CAPÍTULO 38. ¿Me crees?
Liliana
Mi cuerpo es suyo, ni siquiera sé explicarlo, pero él es lo único que quiero, lo único en lo que puedo pensar. Lo quiero, lo necesito, sus dedos invadiéndome no son suficientes, necesito más, necesito todo… Grito cuando el primer orgasmo me atraviesa, me ahoga, me alivia solo un poco y son minutos, segundos, eternidades antes de que el calor le ataque de nuevo. Los fuegos artificiales vienen otra vez, y otra y otra más, hasta que la oscuridad es más fuerte que todo lo demás y el cansancio me obliga a rendirme.
El calor de sus manos sigue en mi piel incluso después de que despierto. No sé qué hora es, pero el mundo me pesa, como si estuviera bajo el agua. Intento moverme, pero mi cuerpo duele en cada rincón, como si hubiera corrido una maratón sin prepararme. Mi cabeza late con fuerza, una mezcla de confusión y malestar que me hace apretar los ojos con un gesto de dolor.
—¿Lili? —escucho la voz de Logan, baja y áspera. Su tono no es el habitual. Es... ¿preocupado?
Abro los ojos con esfuerzo y lo veo sentado a mi lado. Tiene una expresión seria, pero sus manos están en mi rostro, suaves.
—Será mejor que no te muevas —me dice—. La noche estuvo… intensa.

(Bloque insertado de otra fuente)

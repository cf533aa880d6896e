//! OpenRouter LLM integration.
//!
//! OpenAI-compatible chat completions behind a single API key. A request
//! that fails on the primary model for any reason other than rate
//! limiting is repeated once on the fallback model. Rate limits are
//! surfaced unchanged so the caller's backoff can handle them.

use anyhow::{Context, Result};
use async_trait::async_trait;
use reqwest::Client;
use secrecy::{ExposeSecret, SecretString};
use serde::{Deserialize, Serialize};
use std::time::Duration;
use tracing::{debug, warn};

use super::TextGenerator;

const OPENROUTER_API_URL: &str = "https://openrouter.ai/api/v1/chat/completions";

pub const DEFAULT_PRIMARY_MODEL: &str = "google/gemini-2.5-flash";
const DEFAULT_MAX_TOKENS: u32 = 1024;

// ---------------------------------------------------------------------------
// API types (OpenAI-compatible)
// ---------------------------------------------------------------------------

#[derive(Debug, Serialize)]
struct ChatRequest<'a> {
    model: &'a str,
    max_tokens: u32,
    messages: Vec<ChatMessage>,
}

#[derive(Debug, Serialize, Deserialize)]
struct ChatMessage {
    role: String,
    content: String,
}

#[derive(Debug, Deserialize)]
struct ChatResponse {
    #[serde(default)]
    choices: Vec<Choice>,
}

#[derive(Debug, Deserialize)]
struct Choice {
    #[serde(default)]
    message: Option<ChatMessage>,
}

/// Failure of one model call.
enum CallError {
    RateLimited(anyhow::Error),
    Other(anyhow::Error),
}

impl CallError {
    fn into_inner(self) -> anyhow::Error {
        match self {
            CallError::RateLimited(e) | CallError::Other(e) => e,
        }
    }
}

// ---------------------------------------------------------------------------
// Client
// ---------------------------------------------------------------------------

pub struct OpenRouterClient {
    http: Client,
    api_key: SecretString,
    primary_model: String,
    fallback_model: Option<String>,
    max_tokens: u32,
}

impl OpenRouterClient {
    pub fn new(
        api_key: SecretString,
        primary_model: Option<String>,
        fallback_model: Option<String>,
        timeout_secs: u64,
    ) -> Result<Self> {
        let http = Client::builder()
            .timeout(Duration::from_secs(timeout_secs))
            .build()
            .context("Failed to build OpenRouter HTTP client")?;

        Ok(Self {
            http,
            api_key,
            primary_model: primary_model.unwrap_or_else(|| DEFAULT_PRIMARY_MODEL.to_string()),
            fallback_model,
            max_tokens: DEFAULT_MAX_TOKENS,
        })
    }

    async fn call_model(&self, model: &str, prompt: &str) -> Result<String, CallError> {
        let request = ChatRequest {
            model,
            max_tokens: self.max_tokens,
            messages: vec![ChatMessage {
                role: "user".to_string(),
                content: prompt.to_string(),
            }],
        };

        let response = self
            .http
            .post(OPENROUTER_API_URL)
            .header(
                "Authorization",
                format!("Bearer {}", self.api_key.expose_secret()),
            )
            .header("X-Title", "SmartAcca")
            .json(&request)
            .send()
            .await
            .context("OpenRouter request failed")
            .map_err(CallError::Other)?;

        let status = response.status();
        if !status.is_success() {
            let body = response.text().await.unwrap_or_default();
            let err = anyhow::anyhow!("OpenRouter API error {status} (model={model}): {body}");
            return Err(if status.as_u16() == 429 {
                CallError::RateLimited(err)
            } else {
                CallError::Other(err)
            });
        }

        let body: ChatResponse = response
            .json()
            .await
            .context("Failed to parse OpenRouter response")
            .map_err(CallError::Other)?;

        let text = body
            .choices
            .into_iter()
            .next()
            .and_then(|c| c.message)
            .map(|m| m.content)
            .unwrap_or_default();
        if text.trim().is_empty() {
            return Err(CallError::Other(anyhow::anyhow!(
                "OpenRouter returned an empty response (model={model})"
            )));
        }
        Ok(text)
    }
}

#[async_trait]
impl TextGenerator for OpenRouterClient {
    async fn generate(&self, prompt: &str) -> Result<String> {
        debug!(model = %self.primary_model, "OpenRouter request");

        match self.call_model(&self.primary_model, prompt).await {
            Ok(text) => Ok(text),
            Err(CallError::RateLimited(e)) => Err(e),
            Err(CallError::Other(primary_err)) => {
                let Some(fallback) = self.fallback_model.as_deref() else {
                    return Err(primary_err);
                };
                warn!(
                    primary = %self.primary_model,
                    fallback,
                    error = %primary_err,
                    "Primary model failed, falling back"
                );
                self.call_model(fallback, prompt)
                    .await
                    .map_err(CallError::into_inner)
                    .with_context(|| {
                        format!(
                            "Both primary ({}) and fallback ({fallback}) models failed. Primary error: {primary_err}",
                            self.primary_model
                        )
                    })
            }
        }
    }

    fn model_name(&self) -> &str {
        &self.primary_model
    }
}

// ---------------------------------------------------------------------------
// Tests
// ---------------------------------------------------------------------------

Su voz me descoloca. ¿Qué pasó anoche? Recuerdo fragmentos, como destellos: su tacto, mi cuerpo respondiendo a él, su voz en mi oído. Mi rostro se calienta de inmediato, pero el malestar físico me gana y no puedo evitar soltar un pequeño gemido.
—Me siento horrible —susurro, y para mi vergüenza, mis ojos se llenan de lágrimas.
No puedo evitarlo. Esto no se siente bien, nada de esto. Mi cuerpo duele de una forma que no puedo explicar, como si hubiera sido llevado al límite de maneras que no entiendo. Las lágrimas empiezan a caer y me hago un ovillo de angustia. Esto es una pesadilla, ¿qué está pasando?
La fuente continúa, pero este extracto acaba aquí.